Contracts for Difference for renewable energy
The Contracts for Difference (CfD) scheme is a government subsidy that encourages investment in renewable energy in Britain.
It ensures that large-scale projects, such as offshore wind farms, receive a guaranteed electricity price, providing financial stability before construction begins.
The sections below explain the key elements of renewable energy CfDs.
- What are Contracts for Difference?
- How Contracts for Difference work
- Contracts for Difference strike prices
- The Contracts for Difference auction process
- Who pays for CfDs and how they affect electricity bills
What are Contracts for Difference?
A Contract for Difference is a long-term agreement between a private renewable energy developer and the government-owned entity, the Low Carbon Contracts Company (LCCC).
Under a CfD, the developer is guaranteed a fixed price per MWh of electricity generated, typically for 15 or 20 years after the project is completed.
This price certainty protects developers from volatile market prices and helps them secure long-term financing for new projects to encourage investment in wind, solar, and other renewable projects.
Why were Contracts for Difference introduced?
The Contracts for Difference scheme was introduced to replace the Renewable Obligation scheme, which stopped accepting new participants in 2017. The Renewable Obligation scheme provided subsidy payments to renewable energy developers regardless of current wholesale electricity market prices.
As renewable energy technology has improved, the cost of renewables has become more competitive compared with non-renewable technologies, meaning that the generosity of the subsidy could be reduced.
The CfD scheme has been designed with an auction mechanism that ensures the subsidy size (and therefore the cost to consumers) is as low as possible for each type of renewable technology.
How Contracts for Difference work
This section explains how a Contract for Difference works in practice to guarantee the price per MWh received by a participating generator. This price is known as the strike price and is agreed as part of the auction process.

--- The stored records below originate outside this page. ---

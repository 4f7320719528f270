// ==========================================
// 商品目录 / 导入 集成测试
// ==========================================
// 测试范围:
// 1. 新建去重、停用、硬删除保护、色名补全
// 2. 批量粘贴：预览分类、应用时重新比对
// 3. 印花来源表：文件预览去重、选中导入、图片步骤独立计数
// ==========================================


use std::collections::HashSet;
use std::io::Write;

use rust_decimal_macros::dec;
use test_helpers::*;
use textile_stock::api::{ApiError, ColorNameUpdate};
use textile_stock::domain::{ItemPatch, SourceFilter, SourceKey};
use textile_stock::importer::PasteStatus;
use textile_stock::{Classification, UnitKind};

// ==========================================
// 目录维护
// ==========================================

#[test]
fn test_create_item_cleans_and_rejects_duplicate() {
    let env = TestEnv::new().unwrap();
    let api = &env.state.catalog_api;

    let item = api
        .create_item(new_item(" قطن ", "رسمة  5", " ٠٧ ", UnitKind::M))
        .unwrap();
    assert_eq!(item.main_category, "قطن");
    assert_eq!(item.item_name, "رسمة 5");
    assert_eq!(item.color_code, "07");
    assert!(item.is_active);

    // 同名同色号（大小写/空白/数字写法不同）视为重复
    let err = api
        .create_item(new_item("حرير", "رسمة 5 ", "07", UnitKind::Kg))
        .unwrap_err();
    assert!(matches!(err, ApiError::DuplicateItem(_)), "{:?}", err);

    // 缺少色号
    assert!(api
        .create_item(new_item("قطن", "رسمة 6", "  ", UnitKind::Kg))
        .is_err());
}

#[test]
fn test_update_item_rejects_collision() {
    let env = TestEnv::new().unwrap();
    let a = env.create_item("رسمة 1", "1");
    let b = env.create_item("رسمة 2", "1");

    let api = &env.state.catalog_api;
    let err = api
        .update_item(
            &b.item_id,
            &ItemPatch {
                item_name: Some("رسمة 1".to_string()),
                ..ItemPatch::default()
            },
        )
        .unwrap_err();
    assert!(matches!(err, ApiError::DuplicateItem(_)));

    let updated = api
        .update_item(
            &a.item_id,
            &ItemPatch {
                description: Some("ناعم".to_string()),
                ..ItemPatch::default()
            },
        )
        .unwrap();
    assert_eq!(updated.description.as_deref(), Some("ناعم"));
}

#[test]
fn test_delete_item_in_use_is_rejected() {
    let env = TestEnv::new().unwrap();
    let used = env.create_item("رسمة 1", "1");
    let unused = env.create_item("رسمة 2", "1");
    env.purchase(&used, date(2026, 1, 1), dec!(1), 1);

    let api = &env.state.catalog_api;
    match api.delete_item(&used.item_id).unwrap_err() {
        ApiError::ItemInUse { movements, .. } => assert_eq!(movements, 1),
        other => panic!("unexpected error: {:?}", other),
    }
    assert!(api.get_item(&used.item_id).is_ok());

    assert_eq!(api.delete_item(&unused.item_id).unwrap(), None);
    assert!(matches!(
        api.get_item(&unused.item_id),
        Err(ApiError::NotFound(_))
    ));
}

#[test]
fn test_list_items_search_and_active_filter() {
    let env = TestEnv::new().unwrap();
    let a = env.create_item("رسمة 1", "RED-1");
    let b = env.create_item("رسمة 2", "BLUE-2");
    env.state.catalog_api.set_active(&b.item_id, false).unwrap();

    let api = &env.state.catalog_api;
    assert_eq!(api.list_items(false, None).unwrap().len(), 2);
    assert_eq!(api.list_items(true, None).unwrap().len(), 1);

    let found = api.list_items(false, Some("red")).unwrap();
    assert_eq!(found.len(), 1);
    assert_eq!(found[0].item_id, a.item_id);

    assert_eq!(api.list_main_categories().unwrap(), vec!["قطن".to_string()]);
}

#[test]
fn test_color_name_completion() {
    let env = TestEnv::new().unwrap();
    let a = env.create_item("رسمة 1", "1");
    let b = env.create_item("رسمة 1", "2");

    let api = &env.state.catalog_api;
    assert_eq!(api.list_missing_color_names(Some("قطن")).unwrap().len(), 2);

    let updated = api
        .apply_color_names(&[
            ColorNameUpdate {
                item_id: a.item_id.clone(),
                color_name: "أحمر".to_string(),
            },
            ColorNameUpdate {
                item_id: b.item_id.clone(),
                color_name: "   ".to_string(),
            },
        ])
        .unwrap();
    assert_eq!(updated, 1);

    let missing = api.list_missing_color_names(Some("قطن")).unwrap();
    assert_eq!(missing.len(), 1);
    assert_eq!(missing[0].item_id, b.item_id);
}

// ==========================================
// 批量粘贴
// ==========================================

#[tokio::test]
async fn test_bulk_paste_preview_and_apply() {
    let env = TestEnv::new().unwrap();
    env.create_item("رسمة 1", "1");

    let text = "\
قطن|سادة|رسمة 1|1|أحمر|kg
قطن|سادة|رسمة 2|1|أزرق|m|وصف
قطن|سادة|رسمة 2|1|أزرق|m

ناقص|سطر";

    let api = &env.state.catalog_api;
    let preview = api.preview_bulk_paste(text).await.unwrap();
    assert_eq!(preview.rows.len(), 4);
    assert_eq!(preview.rows[0].status, PasteStatus::Existing);
    assert_eq!(preview.rows[1].status, PasteStatus::New);
    assert_eq!(preview.rows[2].status, PasteStatus::DuplicateInBatch);
    assert_eq!(preview.rows[3].status, PasteStatus::Invalid);
    assert_eq!(preview.new_count, 1);
    assert_eq!(preview.existing_count, 2);
    assert_eq!(preview.invalid_count, 1);

    let response = api.apply_bulk_paste(text).await.unwrap();
    assert_eq!(response.summary.inserted, 1);
    assert_eq!(response.summary.skipped, 2);
    assert_eq!(response.summary.failed.len(), 1);
    assert!(!response.message.is_empty());

    let item = api.get_item(&response.summary.inserted_ids[0]).unwrap();
    assert_eq!(item.unit, UnitKind::M);
    assert_eq!(item.description.as_deref(), Some("وصف"));

    // 再次应用：全部已存在
    let again = api.apply_bulk_paste(text).await.unwrap();
    assert_eq!(again.summary.inserted, 0);
}

// ==========================================
// 印花来源表
// ==========================================

fn write_source_csv(env: &TestEnv, image_ok: &str) -> String {
    let path = env.dir().join("source.csv");
    let mut file = std::fs::File::create(&path).unwrap();
    writeln!(file, "quality,design_code,mariage_number,status,date,image_url").unwrap();
    writeln!(file, "Q1,A,1,formed,2026-04-01,").unwrap();
    writeln!(file, " q1 , a ,1,received,2026-04-10,").unwrap();
    writeln!(file, "Q2,B,2,,2026-04-05,/no/such/image.jpg").unwrap();
    writeln!(file, "Q3,D,4,not yet formed,2026-04-06,{}", image_ok).unwrap();
    writeln!(file, ",C,3,,,").unwrap();
    path.to_str().unwrap().to_string()
}

#[tokio::test]
async fn test_source_preview_and_apply() {
    let env = TestEnv::new().unwrap();
    // 目录中已有 A/1 对应的商品
    env.create_item("رسمة A", "1");

    let image = env.dir().join("design-d.png");
    std::fs::write(&image, b"png").unwrap();
    let csv_path = write_source_csv(&env, image.to_str().unwrap());

    let api = &env.state.import_api;
    let today = date(2026, 4, 30);
    let preview = api
        .preview_file(&csv_path, &SourceFilter::default(), today)
        .await
        .unwrap();
    assert_eq!(preview.total_rows, 5);

    let report = &preview.report;
    assert_eq!(report.existing_count, 1);
    assert_eq!(report.new_count, 2);
    assert_eq!(report.incomplete_count, 1);

    let a = &report.merged[0];
    assert_eq!(a.count, 2);
    assert_eq!(a.last_date, Some(date(2026, 4, 10)));
    assert_eq!(a.last_status.as_deref(), Some("received"));
    assert_eq!(a.classification, Classification::Existing);

    // 全选（已存在/不完整行被忽略）
    let selected: HashSet<SourceKey> = report.merged.iter().filter_map(|r| r.key.clone()).collect();
    let response = api.apply(report, &selected).await.unwrap();
    let summary = &response.summary;
    assert_eq!(summary.inserted, 2);
    assert_eq!(summary.skipped, 0);
    assert!(summary.failed.is_empty());
    assert_eq!(summary.images.ok, 1);
    assert_eq!(summary.images.failed, 1);

    // 图片失败不影响商品写入
    let catalog = env.state.catalog_api.list_items(false, None).unwrap();
    assert_eq!(catalog.len(), 3);
    let d = catalog.iter().find(|i| i.item_name == "رسمة D").unwrap();
    assert_eq!(d.main_category, "Q3");
    assert_eq!(d.sub_category, "مطبوع");
    let stored = d.image_path.as_deref().unwrap();
    assert!(stored.ends_with(".png"));
    assert!(env.dir().join("media").join(stored).exists());
    let b = catalog.iter().find(|i| i.item_name == "رسمة B").unwrap();
    assert!(b.image_path.is_none());

    // 同一份预览再次应用：应用时重新比对，全部跳过
    let again = api.apply(report, &selected).await.unwrap();
    assert_eq!(again.summary.inserted, 0);
    assert_eq!(again.summary.skipped, 2);
}

#[tokio::test]
async fn test_source_preview_days_filter() {
    let env = TestEnv::new().unwrap();
    let csv_path = write_source_csv(&env, "");

    let filter = SourceFilter {
        days_back: Some(22),
        ..SourceFilter::default()
    };
    let preview = env
        .state
        .import_api
        .preview_file(&csv_path, &filter, date(2026, 4, 30))
        .await
        .unwrap();
    // 只剩 2026-04-10 这一行；无日期行被丢弃
    assert_eq!(preview.filtered_rows, 1);
    assert_eq!(preview.report.merged.len(), 1);
    assert_eq!(preview.report.merged[0].count, 1);
}

#[tokio::test]
async fn test_source_apply_requires_selection_and_file() {
    let env = TestEnv::new().unwrap();
    let api = &env.state.import_api;

    let missing = api
        .preview_file("/no/such/source.csv", &SourceFilter::default(), date(2026, 4, 30))
        .await;
    assert!(matches!(missing, Err(ApiError::NotFound(_))));

    let csv_path = write_source_csv(&env, "");
    let preview = api
        .preview_file(&csv_path, &SourceFilter::default(), date(2026, 4, 30))
        .await
        .unwrap();
    let err = api.apply(&preview.report, &HashSet::new()).await.unwrap_err();
    assert!(matches!(err, ApiError::InvalidInput(_)));
}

Under the scheme, the government-owned LCCC does not physically purchase power; instead, it pays the difference between the agreed strike price and the current market price. Here is how it works:
1. Sale of electricity onto the wholesale market
Once built, the generator produces electricity and feeds it onto the national grid, selling the power on the wholesale electricity market.
Renewable energy generators typically enter into long-term Power Purchase Agreements (PPAs) with a licensed domestic or business energy supplier for all the power they generate.
The amount of electricity sold is measured by a half-hourly electricity meter installed at the grid connection and is used to calculate the number of MWh sold under the PPA.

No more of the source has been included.